The keeper of the sleep leads me down a white corridor that I have never seen before. He sits me down in a white chair and hands me a white piece of paper and white pencil. He looks at me square in the eye and places a hand upon my shoulder, almost squeezing the life out of it.
“The doctor wants to know how you feel about this place,” The keeper of the sleep says to me.“That way we can make improvements to make it better.”
“Why is everything here so white?” A put a big sheepish smile on my face trying to make the question seem as naive as possible.

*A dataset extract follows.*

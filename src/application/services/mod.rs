//! Business logic services for the application layer.

pub mod link_service;

pub use link_service::LinkService;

The keeper of the sleep’s smile falters but is retained in an instant. “It’s better for the eyes.”
“Oh,” I say in a child like manner. “I didn’t know that. I thought that this dreary color was just supposed to up the chances of suicide, you can get your organs faster that way can’t you?” I smile at my little joke though it seems it wasn’t funny to him. He frowns largely and grits his teeth. I think I heard him growl but I’m not sure. He soon regains his composure and outs his false smile back trying to hide the veil that lurks within him.
“Whatever would make you think that Mr. Anderson?” He said, that smirk and those large white teeth glaring in my eyes.
“Please call me Drew. Mr. Anderson is too formal for me. And the only reason I thought that is because why would we want to live here if the sole purpose is to have the organs cut out of us while we’re still alive and awake.”
His eyes squint and his lips purse together. I can see the color drain from his face. It seems I might have awakened the beast that lay within the lamb of the keeper.
“Now why would you ever think of such a silly thing?” He says to me with his teeth stuck together in anger, the wind whistling between the large gap of his front two teeth. And with that last whistle, he walks away.
I look at my sheet of paper, tears almost well up I my eyes. I have not held a pencil in five years, writing the English language is almost foreign to me. And then it dawned on me, what I was going to write on the paper were going to the last words I was ever going to have on this Earth and my last hope for people to find out what is really going own. It is a faint hope, a small glimmer, but the glimmer is large enough for me to go for it.
So here I sit, in this white chair, in this white hallway, in this white complex, underground, in the year 2025, on the day of August 11, writing what I know in some strange hope that some one might read this and try to help those of us that are trapped in the complex. The attempt may be futile but at least I tried. Please, if you are reading this, open your eyes, we are trapped down here, we need you.
My name is Drew Anderson, I was born the day May 22 in the year 1989. I watched the world collapse before my eyes and didn’t realize that I needed to escape from the atrocities of the Controllers before it was too late. To who ever reads this, please remember me, remember me as the lost soul who tried to help the rest, and please try, do try to stop the horridness of The Complex. And remember kind person who is reading this, don’t let your ignorance and pride stop you from believing this, for your ignorance and your pride are the biggest keepers of the sleep of all.